:: Work request ::
Present each line of the entries below that holds the word "StatusCode".

:: Supplied material ::
use std::sync::Arc;

use axum::{
    extract::{Path, Query, State},
    http::StatusCode,
    response::{Html, IntoResponse, Redirect, Response},
    routing::get,
    Form, Router,
};
use axum_extra::extract::cookie::CookieJar;
use serde::Deserialize;
use tracing::{error, warn};

use super::domain::{
    ContactSubmission, InquiryEdit, InquiryId, InquiryQuery, InquiryStatus, ReplyForm,
    ReplySubmission,
};
use super::flash::{self, Flash};
use super::pages::{self, ReplyScreen};
use super::repository::{InquiryRepository, RepositoryError};
use super::service::{InquiryService, InquiryServiceError, ReplyOutcome};
use super::validation::FieldErrors;
use crate::notifications::Mailer;

pub const CONTACT_THANKS: &str = "Thank you for your message! We will get back to you soon.";
pub const CONTACT_INVALID: &str = "Please correct the errors below.";
pub const REPLY_INVALID: &str = "Both subject and message are required.";
pub const REPLY_DRAFTED: &str = "Reply saved as draft";

const INQUIRY_LIST: &str = "/admin/inquiries";

/// Router builder exposing the public contact form and the staff inquiry screens.
pub fn inquiry_router<R, M>(service: Arc<InquiryService<R, M>>) -> Router
where
    R: InquiryRepository + 'static,
    M: Mailer + 'static,
{
    Router::new()
        .route("/", get(landing_handler::<R, M>))
        .route(
            "/contact",
            get(landing_handler::<R, M>).post(contact_handler::<R, M>),
        )
        .route(
            "/admin/inquiries",
            get(list_handler::<R, M>).post(bulk_status_handler::<R, M>),
        )
        .route(
            "/admin/inquiries/:inquiry_id",
            get(detail_handler::<R, M>).post(update_handler::<R, M>),
        )
        .route(
            "/admin/inquiries/:inquiry_id/reply",
            get(reply_form_handler::<R, M>).post(reply_handler::<R, M>),
        )
        .with_state(service)
}

type SharedService<R, M> = Arc<InquiryService<R, M>>;

/// Runs store and mail I/O on the blocking pool.
async fn blocking<T, F>(task: F) -> Result<T, Response>
where
    F: FnOnce() -> T + Send + 'static,
    T: Send + 'static,
{
    tokio::task::spawn_blocking(task).await.map_err(|err| {
        error!(error = %err, "blocking inquiry task failed");
        server_error()
    })
}

fn server_error() -> Response {
    (
        StatusCode::INTERNAL_SERVER_ERROR,
        Html(pages::error_page(
            "The request could not be completed. Please try again later.",
        )),
    )
        .into_response()
}

fn not_found(detail: &str) -> Response {
    (StatusCode::NOT_FOUND, Html(pages::not_found_page(detail))).into_response()
}

fn service_error_response(err: InquiryServiceError) -> Response {
    match err {
        InquiryServiceError::Repository(RepositoryError::NotFound(id)) => {
            not_found(&format!("Inquiry {id} does not exist."))
        }
        InquiryServiceError::Validation(errors) => (
            StatusCode::BAD_REQUEST,
            Html(pages::error_page(&errors.to_string())),
        )
            .into_response(),
        InquiryServiceError::Repository(other) => {
            error!(error = %other, "inquiry store failure");
            server_error()
        }
    }
}

fn parse_id(raw: &str) -> Result<InquiryId, Response> {
    raw.trim()
        .parse::<u64>()
        .map(InquiryId)
        .map_err(|_| not_found(&format!("Inquiry {raw} does not exist.")))
}

fn redirect_with(jar: CookieJar, flash: &Flash, to: &str) -> Response {
    (flash::push(jar, flash), Redirect::to(to)).into_response()
}

pub(crate) async fn landing_handler<R, M>(
    State(service): State<SharedService<R, M>>,
    jar: CookieJar,
) -> Response
where
    R: InquiryRepository + 'static,
    M: Mailer + 'static,
{
    let (jar, flash) = flash::take(jar);
    let page = pages::landing_page(
        service.organization_name(),
        &ContactSubmission::default(),
        &FieldErrors::default(),
        flash.as_ref(),
    );
    (jar, Html(page)).into_response()
}

pub(crate) async fn contact_handler<R, M>(
    State(service): State<SharedService<R, M>>,
    jar: CookieJar,
    Form(submission): Form<ContactSubmission>,
) -> Response
where
    R: InquiryRepository + 'static,
    M: Mailer + 'static,
{
    let task_service = service.clone();
    let posted = submission.clone();
    let outcome = match blocking(move || task_service.submit(&posted)).await {
        Ok(outcome) => outcome,
        Err(response) => return response,
    };

    match outcome {
        Ok(_) => redirect_with(jar, &Flash::success(CONTACT_THANKS), "/"),
        Err(InquiryServiceError::Validation(errors)) => {
            let page = pages::landing_page(
                service.organization_name(),
                &submission,
                &errors,
                Some(&Flash::error(CONTACT_INVALID)),
            );
            (StatusCode::OK, Html(page)).into_response()
        }
        Err(other) => service_error_response(other),
    }
}

#[derive(Debug, Default, Deserialize)]
#[serde(default)]
pub(crate) struct ListParams {
    status: Option<String>,
    q: Option<String>,
}

impl ListParams {
    fn into_query(self) -> InquiryQuery {
        InquiryQuery {
            status: self
                .status
                .as_deref()
                .and_then(|raw| raw.parse::<InquiryStatus>().ok()),
            search: self
                .q
                .map(|term| term.trim().to_string())
                .filter(|term| !term.is_empty()),
        }
    }
}

pub(crate) async fn list_handler<R, M>(
    State(service): State<SharedService<R, M>>,
    jar: CookieJar,
    Query(params): Query<ListParams>,
) -> Response
where
    R: InquiryRepository + 'static,
    M: Mailer + 'static,
{
    let query = params.into_query();
    let task_query = query.clone();
    let inquiries = match blocking(move || service.list(&task_query)).await {
        Ok(Ok(inquiries)) => inquiries,
        Ok(Err(err)) => return service_error_response(err),
        Err(response) => return response,
    };

    let (jar, flash) = flash::take(jar);
    let page = pages::admin_list_page(&inquiries, &query, flash.as_ref());
    (jar, Html(page)).into_response()
}

/// Reads `status_{id}` fields posted by the list view.
fn parse_status_changes(fields: &[(String, String)]) -> Vec<(InquiryId, InquiryStatus)> {
    fields
        .iter()
        .filter_map(|(key, value)| {
            let raw_id = key.strip_prefix("status_")?;
            let parsed = raw_id
                .parse::<u64>()
                .ok()
                .zip(value.parse::<InquiryStatus>().ok());
            if parsed.is_none() {
                warn!(field = %key, value = %value, "ignoring malformed status field");
            }
            parsed.map(|(id, status)| (InquiryId(id), status))
        })
        .collect()
}

pub(crate) async fn bulk_status_handler<R, M>(
    State(service): State<SharedService<R, M>>,
    jar: CookieJar,
    Form(fields): Form<Vec<(String, String)>>,
) -> Response
where
    R: InquiryRepository + 'static,
    M: Mailer + 'static,
{
    let changes = parse_status_changes(&fields);
    match blocking(move || service.bulk_update_status(&changes)).await {
        Ok(Ok(updated)) => {
            let message = match updated {
                0 => "No inquiry statuses changed.".to_string(),
                1 => "1 inquiry was changed successfully.".to_string(),
                n => format!("{n} inquiries were changed successfully."),
            };
            redirect_with(jar, &Flash::success(message), INQUIRY_LIST)
        }
        Ok(Err(err)) => service_error_response(err),
        Err(response) => response,
    }
}

pub(crate) async fn detail_handler<R, M>(
    State(service): State<SharedService<R, M>>,
    jar: CookieJar,
    Path(raw_id): Path<String>,
) -> Response
where
    R: InquiryRepository + 'static,
    M: Mailer + 'static,
{
    let id = match parse_id(&raw_id) {
        Ok(id) => id,
        Err(response) => return response,
    };

    match blocking(move || service.open(id)).await {
        Ok(Ok(inquiry)) => {
            let (jar, flash) = flash::take(jar);
            (jar, Html(pages::admin_detail_page(&inquiry, flash.as_ref()))).into_response()
        }
        Ok(Err(err)) => service_error_response(err),
        Err(response) => response,
    }
}

pub(crate) async fn update_handler<R, M>(
    State(service): State<SharedService<R, M>>,
    jar: CookieJar,
    Path(raw_id): Path<String>,
    Form(edit): Form<InquiryEdit>,
) -> Response
where
    R: InquiryRepository + 'static,
    M: Mailer + 'static,
{
    let id = match parse_id(&raw_id) {
        Ok(id) => id,
        Err(response) => return response,
    };
    let detail = format!("{INQUIRY_LIST}/{id}");

    match blocking(move || service.update(id, &edit)).await {
        Ok(Ok(inquiry)) => redirect_with(
            jar,
            &Flash::success(format!("\"{}\" was changed successfully.", inquiry.label())),
            &detail,
        ),
        Ok(Err(InquiryServiceError::Validation(errors))) => {
            redirect_with(jar, &Flash::error(errors.to_string()), &detail)
        }
        Ok(Err(err)) => service_error_response(err),
        Err(response) => response,
    }
}

pub(crate) async fn reply_form_handler<R, M>(
    State(service): State<SharedService<R, M>>,
    Path(raw_id): Path<String>,
) -> Response
where
    R: InquiryRepository + 'static,
    M: Mailer + 'static,
{
    let id = match parse_id(&raw_id) {
        Ok(id) => id,
        Err(response) => return response,
    };

    match blocking(move || service.reply_form(id)).await {
        Ok(Ok((inquiry, form))) => {
            let screen = ReplyScreen {
                inquiry: &inquiry,
                form: &form,
                send_email: false,
                sender_name: "",
                errors: &FieldErrors::default(),
            };
            Html(pages::reply_page(&screen, None)).into_response()
        }
        Ok(Err(err)) => service_error_response(err),
        Err(response) => response,
    }
}

pub(crate) async fn reply_handler<R, M>(
    State(service): State<SharedService<R, M>>,
    jar: CookieJar,
    Path(raw_id): Path<String>,
    Form(submission): Form<ReplySubmission>,
) -> Response
where
    R: InquiryRepository + 'static,
    M: Mailer + 'static,
{
    let id = match parse_id(&raw_id) {
        Ok(id) => id,
        Err(response) => return response,
    };

    let posted = submission.clone();
    let outcome = match blocking(move || service.submit_reply(id, &posted)).await {
        Ok(Ok(outcome)) => outcome,
        Ok(Err(err)) => return service_error_response(err),
        Err(response) => return response,
    };

    let (inquiry, errors, banner) = match outcome {
        ReplyOutcome::DraftSaved(_) => {
            return redirect_with(jar, &Flash::success(REPLY_DRAFTED), INQUIRY_LIST);
        }
        ReplyOutcome::Sent(inquiry) => {
            let message = format!("Reply sent successfully to {}", inquiry.email);
            return redirect_with(jar, &Flash::success(message), INQUIRY_LIST);
        }
        ReplyOutcome::Invalid { inquiry, errors } => {
            (inquiry, errors, Flash::error(REPLY_INVALID))
        }
        ReplyOutcome::DeliveryFailed { inquiry, error } => {
            (inquiry, FieldErrors::default(), Flash::error(error.to_string()))
        }
    };

    // Redisplay exactly what was posted so nothing typed is lost.
    let form = ReplyForm {
        reply_subject: submission.reply_subject.clone(),
        reply_message: submission.reply_message.clone(),
        admin_notes: submission.admin_notes.clone().unwrap_or_default(),
    };
    let screen = ReplyScreen {
        inquiry: &inquiry,
        form: &form,
        send_email: submission.wants_send(),
        sender_name: submission.sender_name.as_deref().unwrap_or_default(),
        errors: &errors,
    };
    (StatusCode::OK, Html(pages::reply_page(&screen, Some(&banner)))).into_response()
}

:: Written solution ::
    http::StatusCode,
        StatusCode::INTERNAL_SERVER_ERROR,
    (StatusCode::NOT_FOUND, Html(pages::not_found_page(detail))).into_response()
            StatusCode::BAD_REQUEST,
            (StatusCode::OK, Html(page)).into_response()
    (StatusCode::OK, Html(pages::reply_page(&screen, Some(&banner)))).into_response()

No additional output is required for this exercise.